The Hakai Institute—part of the Tula Foundation—has offices in Quadra Island/Campbell River, Victoria, and Vancouver. We also partner with universities, NGOs, First Nations, government agencies, businesses, and local communities.
The Early Years
The roots of the organization extend back to the early 2000s when the Tula Foundation helped conserve key coastal habitats in partnership with the Nature Conservancy of Canada.
From land securement, the organization’s focus shifted to supporting science on the BC coastal landscape to guide stewardship. One major hindrance was a lack of infrastructure to carry out the science. To fill that gap, the Hakai Institute ramped up its operations in 2009 with the purchase of the former Hakai Beach Resort fishing lodge on Calvert Island.

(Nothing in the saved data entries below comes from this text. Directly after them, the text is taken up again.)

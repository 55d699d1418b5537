//! `CsvRecorder<W>` bridges the snapshot stream to a `TraceWriter`.

use tracing::debug;

use vt_sim::{CompletionSummary, Observer, StateSnapshot, UpdateKind};

use crate::row::{SnapshotRow, SummaryRow};
use crate::writer::TraceWriter;
use crate::{CsvWriter, OutputError, OutputResult};

/// An [`Observer`] that writes every snapshot to a [`TraceWriter`], plus a
/// summary row each time the route is finished.
///
/// Errors from the writer are stored internally because observer callbacks
/// have no return value.  After the run, check with
/// [`take_error`][Self::take_error].
pub struct CsvRecorder<W: TraceWriter = CsvWriter> {
    writer:     W,
    next_seq:   u64,
    last_error: Option<OutputError>,
}

impl<W: TraceWriter> CsvRecorder<W> {
    pub fn new(writer: W) -> Self {
        Self { writer, next_seq: 0, last_error: None }
    }

    /// Number of snapshots seen so far.
    pub fn recorded(&self) -> u64 {
        self.next_seq
    }

    /// Flush the writer.  Call once the run is over.
    pub fn finish(&mut self) {
        let result = self.writer.finish();
        self.store_err(result);
    }

    /// Take the stored write error (if any).
    ///
    /// Returns `None` if all writes succeeded.
    pub fn take_error(&mut self) -> Option<OutputError> {
        self.last_error.take()
    }

    pub fn writer(&self) -> &W {
        &self.writer
    }

    /// Unwrap the inner writer (e.g. to inspect rows after the run).
    pub fn into_writer(self) -> W {
        self.writer
    }

    fn store_err(&mut self, result: OutputResult<()>) {
        if let Err(e) = result {
            // Keep only the first error.
            if self.last_error.is_none() {
                self.last_error = Some(e);
            }
        }
    }
}

impl<W: TraceWriter> Observer<StateSnapshot> for CsvRecorder<W> {
    fn notify(&mut self, snap: &StateSnapshot) {
        let row = SnapshotRow::from_snapshot(self.next_seq, snap);
        self.next_seq += 1;
        let result = self.writer.write_snapshot(&row);
        self.store_err(result);

        if snap.kind == UpdateKind::Finished {
            let summary = CompletionSummary {
                distance_km:   snap.cumulative_distance_km,
                duration_secs: snap.elapsed_secs,
            };
            debug!(distance_km = summary.distance_km, "recording completion summary");
            let result = self.writer.write_summary(&SummaryRow::from(summary));
            self.store_err(result);
        }
    }
}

The first official gathering in the spring of 2010 was the Coastal Guardian Watchmen conference bringing First Nations from across the BC coast to Calvert Island—an event we’ve hosted each spring since that time. Research began mostly in the immediate vicinity of Calvert Island.
Calvert Island and Beyond
In 2014, the Hakai Institute expanded and we opened a second ecological observatory on Quadra Island. In 2015 and 2016, we extended our interests farther across the BC coast and to Washington and Alaska through strategic partnerships.
The Next Phase
In 2017 opened the Hakai Node at the University of British Columbia Institute for the Oceans and Fisheries, as well as new offices on Langley Street to complement existing offices in the Old Victoria Custom House. In 2018, we built the state-of-the-art Marna Lab on Quadra Island for shellfish, ocean acidification, and genomics research.
Increasingly, we’ve added expertise in technology, including sensor networks, geospatial mapping, information technology, and computer modeling.